A few weeks ago our family attended a birthday party for one of the children in our church.  It was a great party complete with a jumper, good food and plenty of Coca-Cola. Any time we have the opportunity to attend an event like this I get very nervous.  I do, of course, threaten the kids before we go into the house but it never really seems to make much of a difference.  I know that once they get inside with the other children and other parents that they know, in spite of my threats, that I will not actually do anything to them in front of so many witnesses.  I just have to hope for the best and pray that we do not lose any friends or church members because of spilled drinks, stolen toys, or bullying by the pastors kids.

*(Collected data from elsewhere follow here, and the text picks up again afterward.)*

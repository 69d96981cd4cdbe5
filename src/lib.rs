//! Realtime Channel - Authenticated push notifications over a STOMP-style broker.
//!
//! This library keeps one authenticated broker connection alive for the
//! lifetime of a user session and routes pushed messages to application
//! handlers.
//!
//! # Architecture
//!
//! The channel follows a single-owner model:
//!
//! - **Supervisor**: One driver task owns the transport, the protocol state
//!   and the retry timer
//! - **Handles**: [`RealtimeChannel`] clones only enqueue commands and read
//!   shared state
//!
//! Key design principles:
//!
//! - At most one live connection per channel, tagged with a generation
//! - Events from superseded attempts are discarded
//! - Every active subscription is replayed after each connect
//! - A handler never runs after its unsubscribe returns
//!
//! # Quick Start
//!
//! ```no_run
//! use realtime_channel::{CredentialEvent, Message, RealtimeChannel, Result};
//!
//! #[tokio::main]
//! async fn main() -> Result<()> {
//!     let channel = RealtimeChannel::builder()
//!         .endpoint("wss://tracker.example.com/ws")
//!         .alert_sink(|summary: &str| println!("alert: {summary}"))
//!         .cache_invalidator(|tag: &str| println!("stale: {tag}"))
//!         .build()?;
//!
//!     // Subscriptions survive reconnects and credential rotation
//!     channel.subscribe("/topic/project.42", |message: &Message| {
//!         println!("update on {}", message.destination);
//!     })?;
//!
//!     // Connecting is driven by the credential lifecycle
//!     channel.handle_credential(CredentialEvent::Issued("token".into()))?;
//!
//!     Ok(())
//! }
//! ```
//!
//! # Modules
//!
//! | Module | Description |
//! |--------|-------------|
//! | [`channel`] | Supervisor, registry, dispatch and credential bridge |
//! | [`client`] | [`RealtimeChannel`] handle and configuration |
//! | [`error`] | Error types and [`Result`] alias |
//! | [`identifiers`] | Type-safe ID wrappers |
//! | [`protocol`] | Broker frame codec and message types |
//! | [`transport`] | Frame transport and WebSocket connector |
//!
//! # Features
//!
//! - **Credential-driven**: Connects on issue, reconnects on rotation, stops on sign-out
//! - **Resilient**: Capped exponential backoff and heart-beat liveness
//! - **Pluggable transport**: Any [`Connector`] can carry frames

// ============================================================================
// Modules
// ============================================================================

/// Connection lifecycle, subscriptions and routing.
///
/// - [`ConnectionState`] - Observable connection state
/// - [`CredentialEvent`] - Credential lifecycle input
/// - [`SubscriptionHandle`] - Token returned by subscribe
pub mod channel;

/// Channel handle and configuration.
///
/// Use [`RealtimeChannel::builder()`] to create a configured channel.
pub mod client;

/// Error types and result aliases.
///
/// All fallible operations return [`Result<T>`] which uses [`Error`].
pub mod error;

/// Type-safe identifiers.
///
/// Newtype wrappers prevent mixing incompatible IDs at compile time.
pub mod identifiers;

/// Broker protocol frames and messages.
pub mod protocol;

/// Frame transport.
///
/// Carries text frames between the supervisor and the broker.
pub mod transport;

// ============================================================================
// Re-exports
// ============================================================================

// Channel types
pub use channel::{
    AlertSink, BackoffPolicy, CacheInvalidator, ConnectionState, Credential, CredentialEvent,
    Handler, NOTIFICATIONS_TAG, NoopSink, SubscriptionHandle,
};

// Client types
pub use client::{ChannelBuilder, ChannelOptions, DEFAULT_PERSONAL_DESTINATION, RealtimeChannel};

// Error types
pub use error::{Error, Result};

// Identifier types
pub use identifiers::{Generation, SubscriptionId};

// Protocol types
pub use protocol::{Frame, FrameCommand, HeartBeat, Message, Notification};

// Transport types
pub use transport::{Connector, FallbackConnector, FrameLink, FrameSink, TransportEvent, WebSocketConnector};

At this particular party there were a number of children that we did not know.  My kids are pretty good about fitting in but never afraid to tell the other kids what they are thinking.  About halfway through the party there was apparently an altercation in the jumpy house.  Someone got knocked down, or came in with their shoes or stayed longer than their allotted ten minutes. The facts are a little unclear.  What is clear is that my four year old Everett, and his friend Saige, found themselves on the wrong side of an angry mob of pre-preschoolers. I know this because his teen aged sister watched the events unfold.  Not sure why she didn’t do anything other than just watch, but I can only work with one child at a time.

Everett may be small, but he has no problem speaking his mind. He gets particularly bold when he feels like his older brother will back up whatever he says.  This was one of those days.  As the story was told to me Everett did not back down from this mob but issued a stern warning.

“You may think that I am here alone, but I am not,” he said. “My brother is here and will get you if you don’t leave me alone!”  He then looked at his friend and said: “Stick your tongue out at them Saige and let’s go!”

While their are problems with the logic of this particular four year old and probably even a few things that I need to help him work through, I can’t think of this story without making the obvious application to our lives.

I think that often times those that are Christians forget all that that relationship means. Among other things, it means that we are not alone.  We may feel alone, but if we are the children of God we can have confidence in all that we do.  We can have this confidence because even when our  circumstance is overwhelming and it seems like life itself is against us we hang on to the truth of scripture:

I will never leave thee, nor forsake thee. Hebrews 13:5

Just as a little boy can find courage knowing that his big brother is right around the corner, we can have great courage knowing that the God who created the world cares for us.

Dream big dreams and attempt great things with the confidence that you are never alone.